How the state of Colorado interacts with the federal government on the taxation issues is something they have to work out, but I think they should.

You can view the full interview here.

Representative Pelosi now joins the growing list of prominent politicians who are coming out in support of rational marijuana policy. Take a minute of your time and click here to easily contact your Representative and urge him or her to support Representative Polis’ legislation, HR 499: The Ending Federal Marijuana Prohibition Act of 2013, and put an end to our nation’s war on cannabis consumers.

74 thoughts

  1. Hey, Barry. It’s me again. You know this Mid-Atlantic Conference in Philadelphia tomorrow is going to issue recommendations way beyond the Shafer Commission’s report. This is like Shafer Commission 2 here. Make legalization happen. Nudge, nudge, say no more.

  2. @OldGuy,
    Um where to start…..
    Ill start with a positve direction with our conversation.
    I like that you said”Restricting personal choice (in all things that do not harm another directly) should be illegal”
    i like that you think
    “Living in a very conservative state I will never see legalization before I die.”
    when in reality you, want to say that im “fussing” over other peoples comments when in fac sir you just started a conversation with the same ignorence i believe.

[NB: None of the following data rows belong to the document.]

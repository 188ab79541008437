//! Transfer Request Blocks and the per-endpoint TRB pool.

use alloc::boxed::Box;
use alloc::vec::Vec;
use core::sync::atomic::{compiler_fence, Ordering};

use bitfield::bitfield;
use num_derive::FromPrimitive;

use super::{DeviceError, Result};

/// Largest byte count a single TRB can describe.
pub const MAX_TRB_PAYLOAD: u32 = 0xFF_FFFF;
/// TRB slots reserved per physical endpoint.
pub const TRBS_PER_EP: usize = 32;
/// Physical endpoints the pool is sized for.
pub const NUM_PHYS_EPS: usize = 32;

/// TRB status code reported when a SETUP arrived while a control data stage was pending.
pub const TRBSTS_SETUP_PENDING: u32 = 2;

#[derive(Debug, Copy, Clone, PartialEq, Eq, FromPrimitive)]
pub enum TrbControl {
    Normal = 1,
    ControlSetup = 2,
    ControlStatus2 = 3,
    ControlStatus3 = 4,
    ControlData = 5,
    IsochFirst = 6,
    Isoch = 7,
    Link = 8,
}
impl TrbControl {
    fn is_isoch(&self) -> bool { matches!(self, TrbControl::IsochFirst | TrbControl::Isoch) }
}

bitfield! {
    pub struct TrbSize(u32);
    impl Debug;
    pub bufsiz, set_bufsiz: 23, 0;
    pub pcm1, set_pcm1: 25, 24;
    pub trbsts, set_trbsts: 31, 28;
}

bitfield! {
    pub struct TrbCtrl(u32);
    impl Debug;
    pub hwo, set_hwo: 0;
    pub lst, set_lst: 1;
    pub chn, set_chn: 2;
    pub csp, set_csp: 3;
    pub trbctl, set_trbctl: 9, 4;
    pub isp_imi, set_isp_imi: 10;
    pub ioc, set_ioc: 11;
    pub sid_sofn, set_sid_sofn: 29, 14;
}

/// Hardware TRB. Shared with the controller's DMA engine, so every access is volatile.
#[repr(C, align(16))]
#[derive(Debug, Default)]
pub struct Trb {
    buf_lo: u32,
    buf_hi: u32,
    size: u32,
    control: u32,
}

impl Trb {
    pub fn buffer(&self) -> u64 {
        let lo = unsafe { core::ptr::read_volatile(&self.buf_lo) };
        let hi = unsafe { core::ptr::read_volatile(&self.buf_hi) };
        (hi as u64) << 32 | lo as u64
    }

    pub fn size(&self) -> TrbSize { TrbSize(unsafe { core::ptr::read_volatile(&self.size) }) }

    pub fn ctrl(&self) -> TrbCtrl { TrbCtrl(unsafe { core::ptr::read_volatile(&self.control) }) }

    /// Owned by hardware: do not interpret size or status while this is set.
    pub fn hw_owned(&self) -> bool { self.ctrl().hwo() }

    pub fn control_type(&self) -> Option<TrbControl> {
        num_traits::FromPrimitive::from_u32(self.ctrl().trbctl())
    }

    pub fn clear(&mut self) {
        unsafe {
            core::ptr::write_volatile(&mut self.control, 0);
            core::ptr::write_volatile(&mut self.buf_lo, 0);
            core::ptr::write_volatile(&mut self.buf_hi, 0);
            core::ptr::write_volatile(&mut self.size, 0);
        }
        compiler_fence(Ordering::SeqCst);
    }

    /// Fill in the descriptor and hand it to hardware. HWO goes in with the final write.
    fn publish(&mut self, buffer: u64, size: TrbSize, mut ctrl: TrbCtrl) {
        ctrl.set_hwo(false);
        ctrl.set_isp_imi(false);
        unsafe {
            core::ptr::write_volatile(&mut self.buf_lo, buffer as u32);
            core::ptr::write_volatile(&mut self.buf_hi, (buffer >> 32) as u32);
            core::ptr::write_volatile(&mut self.size, size.0);
            core::ptr::write_volatile(&mut self.control, ctrl.0);
        }
        compiler_fence(Ordering::SeqCst);
        ctrl.set_isp_imi(true);
        ctrl.set_hwo(true);
        unsafe { core::ptr::write_volatile(&mut self.control, ctrl.0) };
        compiler_fence(Ordering::SeqCst);
    }
}

/// Describe `length` bytes at `buffer` in `trbs`, splitting at [`MAX_TRB_PAYLOAD`].
///
/// Returns how many TRBs were used.
pub fn prepare_transfer(trbs: &mut [Trb], ctl: TrbControl, buffer: u64, length: u32) -> Result<usize> {
    build_chain(trbs, ctl, buffer, length, false)
}

/// Same as [`prepare_transfer`], then chain a trailing zero-length TRB so the host sees a
/// short packet after a transfer that ended on a packet boundary.
pub fn prepare_transfer_zlp(trbs: &mut [Trb], ctl: TrbControl, buffer: u64, length: u32) -> Result<usize> {
    build_chain(trbs, ctl, buffer, length, true)
}

fn build_chain(trbs: &mut [Trb], ctl: TrbControl, buffer: u64, length: u32, zlp: bool) -> Result<usize> {
    let data_trbs = if length == 0 { 1 } else { ((length - 1) / MAX_TRB_PAYLOAD + 1) as usize };
    let count = data_trbs + zlp as usize;
    if count > trbs.len() {
        log::warn!("transfer of {} bytes needs {} TRBs, only {} available", length, count, trbs.len());
        return Err(DeviceError::OutOfResources);
    }

    let mut remaining = length;
    let mut addr = buffer;
    for (i, trb) in trbs.iter_mut().take(count).enumerate() {
        let last = i == count - 1;
        let chunk = if i < data_trbs { remaining.min(MAX_TRB_PAYLOAD) } else { 0 };

        let mut size = TrbSize(0);
        size.set_bufsiz(chunk);
        let mut ctrl = TrbCtrl(0);
        ctrl.set_trbctl(ctl as u32);
        ctrl.set_chn(!last);
        ctrl.set_lst(last);
        if last && ctl.is_isoch() {
            ctrl.set_ioc(true);
        }
        trb.publish(if chunk == 0 { buffer } else { addr }, size, ctrl);

        remaining -= chunk;
        addr += chunk as u64;
    }
    Ok(count)
}

/// Bytes left untransferred across a retired chain.
pub fn residue(trbs: &[Trb]) -> u32 {
    let mut total = 0;
    for trb in trbs {
        total += trb.size().bufsiz();
        if !trb.ctrl().chn() {
            break;
        }
    }
    total
}

/// Owns the TRB memory for every physical endpoint.
pub struct TrbPool {
    trbs: Box<[Trb]>,
}

impl TrbPool {
    pub fn new() -> Self {
        let mut v = Vec::with_capacity(NUM_PHYS_EPS * TRBS_PER_EP);
        v.resize_with(NUM_PHYS_EPS * TRBS_PER_EP, Trb::default);
        TrbPool { trbs: v.into_boxed_slice() }
    }

    pub fn ep_slice(&self, phys_ep: usize) -> &[Trb] {
        &self.trbs[phys_ep * TRBS_PER_EP..(phys_ep + 1) * TRBS_PER_EP]
    }

    pub fn ep_slice_mut(&mut self, phys_ep: usize) -> &mut [Trb] {
        &mut self.trbs[phys_ep * TRBS_PER_EP..(phys_ep + 1) * TRBS_PER_EP]
    }

    /// DMA address of the first TRB of an endpoint's slice.
    pub fn ep_addr(&self, phys_ep: usize) -> u64 { self.ep_slice(phys_ep).as_ptr() as usize as u64 }

    pub fn reset(&mut self) {
        for trb in self.trbs.iter_mut() {
            trb.clear();
        }
    }
}

impl Default for TrbPool {
    fn default() -> Self { Self::new() }
}

#[cfg(test)]
mod tests {
    use rand::prelude::*;
    use rand_chacha::ChaCha8Rng;

    use super::*;

    fn slots(n: usize) -> Vec<Trb> {
        let mut v = Vec::new();
        v.resize_with(n, Trb::default);
        v
    }

    #[test]
    fn layout() {
        assert_eq!(core::mem::size_of::<Trb>(), 16);
        assert_eq!(core::mem::align_of::<Trb>(), 16);
    }

    #[test]
    fn single_trb() {
        let mut rng = ChaCha8Rng::seed_from_u64(0);
        let mut trbs = slots(TRBS_PER_EP);
        for length in [0u32, 1, 8, 512, MAX_TRB_PAYLOAD - 1, MAX_TRB_PAYLOAD]
            .into_iter()
            .chain((0..64).map(|_| rng.gen_range(0..=MAX_TRB_PAYLOAD)))
        {
            let used = prepare_transfer(&mut trbs, TrbControl::Normal, 0x8000_0000, length).unwrap();
            assert_eq!(used, 1);
            let ctrl = trbs[0].ctrl();
            assert!(!ctrl.chn());
            assert!(ctrl.lst());
            assert!(ctrl.hwo());
            assert!(ctrl.isp_imi());
            assert_eq!(ctrl.trbctl(), TrbControl::Normal as u32);
            assert_eq!(trbs[0].size().bufsiz(), length);
            assert_eq!(trbs[0].buffer(), 0x8000_0000);
        }
    }

    #[test]
    fn split_chain() {
        let mut rng = ChaCha8Rng::seed_from_u64(0x5eed);
        let mut trbs = slots(TRBS_PER_EP);
        for _ in 0..64 {
            let length = rng.gen_range(MAX_TRB_PAYLOAD + 1..=8 * MAX_TRB_PAYLOAD);
            let base = 0x1_0000_0000u64;
            let used = prepare_transfer(&mut trbs, TrbControl::Normal, base, length).unwrap();
            let expected = ((length as u64 + MAX_TRB_PAYLOAD as u64 - 1) / MAX_TRB_PAYLOAD as u64) as usize;
            assert_eq!(used, expected);
            let mut sum = 0u64;
            for (i, trb) in trbs[..used].iter().enumerate() {
                let ctrl = trb.ctrl();
                assert!(ctrl.hwo());
                assert_eq!(trb.buffer(), base + i as u64 * MAX_TRB_PAYLOAD as u64);
                if i == used - 1 {
                    assert!(!ctrl.chn());
                    assert!(ctrl.lst());
                } else {
                    assert!(ctrl.chn());
                    assert!(!ctrl.lst());
                    assert_eq!(trb.size().bufsiz(), MAX_TRB_PAYLOAD);
                }
                sum += trb.size().bufsiz() as u64;
            }
            assert_eq!(sum, length as u64);
        }
    }

    #[test]
    fn out_of_trbs() {
        let mut trbs = slots(2);
        assert_eq!(
            prepare_transfer(&mut trbs, TrbControl::Normal, 0x1000, 2 * MAX_TRB_PAYLOAD + 1),
            Err(DeviceError::OutOfResources)
        );
        // nothing was handed to hardware
        assert!(trbs.iter().all(|t| !t.hw_owned()));
    }

    #[test]
    fn zero_length_tail() {
        let mut trbs = slots(4);
        let used = prepare_transfer_zlp(&mut trbs, TrbControl::Normal, 0x2000, 1024).unwrap();
        assert_eq!(used, 2);
        assert!(trbs[0].ctrl().chn());
        assert!(!trbs[0].ctrl().lst());
        assert_eq!(trbs[0].size().bufsiz(), 1024);
        assert!(trbs[1].ctrl().lst());
        assert_eq!(trbs[1].size().bufsiz(), 0);
    }

    #[test]
    fn residue_walks_chain() {
        let mut trbs = slots(4);
        prepare_transfer(&mut trbs, TrbControl::Normal, 0x2000, 2 * MAX_TRB_PAYLOAD).unwrap();
        assert_eq!(residue(&trbs), 2 * MAX_TRB_PAYLOAD);
    }

    #[test]
    fn pool_slices_are_disjoint() {
        let pool = TrbPool::new();
        assert_eq!(pool.ep_addr(1) - pool.ep_addr(0), (TRBS_PER_EP * 16) as u64);
        assert_eq!(pool.ep_addr(0) % 16, 0);
    }
}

    I bet your one of those poeple who get off on one topic then jumps away from the topic completely
    “Let me give you an example. Would you be pleased that the slave master threw you his chewed and spit out scraps food? Would you put down the other slaves for daring to say the master is a … you fill in the blank. Or would you stand with the other slave and DEMAND your freedom. Why would you be satistifed with one politician throwing out a bone on one subject (which we all hold dear) when the system is heavily leaning in their favor on everything. We the people should not have to beg the government for scraps. Yet we do everyday”

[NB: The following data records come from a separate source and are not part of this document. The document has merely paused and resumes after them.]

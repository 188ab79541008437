//! Event buffer entries and the per-interrupt-line event buffers.

use alloc::boxed::Box;
use alloc::vec;
use alloc::vec::Vec;

use bitfield::bitfield;
use num_derive::FromPrimitive;
use num_traits::FromPrimitive;

use super::{DeviceError, Result};

/// Default bytes per event buffer.
pub const EVENT_BUFFER_BYTES: usize = 1024;
/// Event buffers we are willing to program, regardless of what GHWPARAMS1 advertises.
pub const MAX_EVENT_BUFFERS: usize = 4;

pub const EVENT_SIZE: usize = 4;
/// Vendor device test LMP events carry two extra words.
pub const TEST_LMP_EVENT_SIZE: usize = 12;

#[derive(Debug, Copy, Clone, PartialEq, Eq, FromPrimitive)]
pub enum DeviceEventCode {
    Disconnect = 0,
    UsbReset = 1,
    ConnectionDone = 2,
    LinkStateChange = 3,
    Wakeup = 4,
    HibernationRequest = 5,
    Suspend = 6,
    Sof = 7,
    ErraticError = 9,
    CommandComplete = 10,
    BufferOverflow = 11,
    TestLmp = 12,
}

#[derive(Debug, Copy, Clone, PartialEq, Eq, FromPrimitive)]
pub enum EpEventType {
    XferComplete = 1,
    XferInProgress = 2,
    XferNotReady = 3,
    StreamEvent = 6,
    CommandComplete = 7,
}

bitfield! {
    pub struct DeviceEventEntry(u32);
    impl Debug;
    pub is_device, _: 0;
    pub dev_specific, _: 7, 1;
    pub code, _: 11, 8;
    pub info, _: 24, 16;
    pub link_state, _: 19, 16;
}

bitfield! {
    pub struct EpEventEntry(u32);
    impl Debug;
    pub is_device, _: 0;
    pub phys_ep, _: 5, 1;
    pub event_type, _: 9, 6;
    pub status, _: 15, 12;
    pub params, _: 31, 16;
}

/// A decoded event buffer entry.
#[derive(Debug, Copy, Clone, PartialEq, Eq)]
pub enum Event {
    Device { code: DeviceEventCode, info: u32 },
    Endpoint { phys_ep: usize, kind: EpEventType, status: u32, params: u32 },
    Unknown(u32),
}

impl Event {
    pub fn decode(raw: u32) -> Event {
        if DeviceEventEntry(raw).is_device() {
            let entry = DeviceEventEntry(raw);
            match DeviceEventCode::from_u32(entry.code()) {
                Some(code) if entry.dev_specific() == 0 => Event::Device { code, info: entry.info() },
                _ => Event::Unknown(raw),
            }
        } else {
            let entry = EpEventEntry(raw);
            match EpEventType::from_u32(entry.event_type()) {
                Some(kind) => Event::Endpoint {
                    phys_ep: entry.phys_ep() as usize,
                    kind,
                    status: entry.status(),
                    params: entry.params(),
                },
                None => Event::Unknown(raw),
            }
        }
    }

    /// Bytes this entry occupies in the event buffer.
    pub fn size(&self) -> usize {
        match self {
            Event::Device { code: DeviceEventCode::TestLmp, .. } => TEST_LMP_EVENT_SIZE,
            _ => EVENT_SIZE,
        }
    }
}

/// One circular, hardware-written event buffer and our read cursor into it.
pub struct EventBuffer {
    mem: Box<[u32]>,
    cursor: usize,
}

impl EventBuffer {
    pub fn new(bytes: usize) -> Result<Self> {
        if bytes < TEST_LMP_EVENT_SIZE || bytes % EVENT_SIZE != 0 || bytes > 0xFFFF {
            return Err(DeviceError::InvalidParameter);
        }
        Ok(EventBuffer { mem: vec![0u32; bytes / EVENT_SIZE].into_boxed_slice(), cursor: 0 })
    }

    pub fn addr(&self) -> u64 { self.mem.as_ptr() as usize as u64 }

    pub fn len_bytes(&self) -> usize { self.mem.len() * EVENT_SIZE }

    pub fn cursor(&self) -> usize { self.cursor }

    /// Raw entry under the cursor.
    pub fn peek(&self) -> u32 { unsafe { core::ptr::read_volatile(&self.mem[self.cursor / EVENT_SIZE]) } }

    pub fn advance(&mut self, bytes: usize) {
        self.cursor += bytes;
        if self.cursor >= self.len_bytes() {
            self.cursor -= self.len_bytes();
        }
    }

    pub fn reset(&mut self) {
        for word in self.mem.iter_mut() {
            unsafe { core::ptr::write_volatile(word, 0) };
        }
        self.cursor = 0;
    }
}

/// Event buffers, one per interrupt line.
pub struct EventPool {
    bufs: Vec<EventBuffer>,
}

impl EventPool {
    pub fn new(lines: usize, bytes: usize) -> Result<Self> {
        let mut bufs = Vec::with_capacity(lines);
        for _ in 0..lines {
            bufs.push(EventBuffer::new(bytes)?);
        }
        Ok(EventPool { bufs })
    }

    pub fn lines(&self) -> usize { self.bufs.len() }

    pub fn get(&self, line: usize) -> Option<&EventBuffer> { self.bufs.get(line) }

    pub fn get_mut(&mut self, line: usize) -> Option<&mut EventBuffer> { self.bufs.get_mut(line) }

    pub fn iter(&self) -> impl Iterator<Item = &EventBuffer> { self.bufs.iter() }
}

#[cfg(test)]
pub(crate) fn encode_device_event(code: DeviceEventCode, info: u32) -> u32 {
    1 | (code as u32) << 8 | (info & 0x1FF) << 16
}

#[cfg(test)]
pub(crate) fn encode_ep_event(phys_ep: usize, kind: EpEventType, status: u32, params: u32) -> u32 {
    (phys_ep as u32 & 0x1F) << 1 | (kind as u32) << 6 | (status & 0xF) << 12 | (params & 0xFFFF) << 16
}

    I mean the topic at hand is in the title which is “Representative Nancy Pelosi” choosing to change her mind from being a negative to a positive. not some made up crap story of slavery and spit out food. I mean you can challenge yourself to a vocal dual all you want , but at least argue that your point has something to do with a topic and not hypothetical situation of outrageous Proportion. maybe im a little upset at something else in life but hey lashing out seems to be ok with you , and as far as your
    snottiness, self-regarded, swagger…….you sir are on the wrong page……I read what you post …..fully……in respectful argueing ….due the same………
    have a nice day.

    as always
    thanks for reading…….
    chris

  3. The goal: let’s reform the Controled Substance Act and make Congress do theirf job and legislate marijuana, NOT the DEA. No cops should wield the power to write or regulate law. There is a reason we have three branches of government. For the last 40 years we have allowed cops to write marijuana law. They made asset forfeiture, amended the right to prosecute with government funds to maintain marijuana isn’t medicinal, and fund private wars our armies have to mop up. Let’s end prohibition now.

  4. @Chris

    I will not copy and paste all of your comment as I figure you know what you wrote and anyone else can surely go back and read it for themselves. I dont think you comprehended fully what you read because your analysis of my comment is a little fractured. I would try and clear up what I said for you but I dont think it will help.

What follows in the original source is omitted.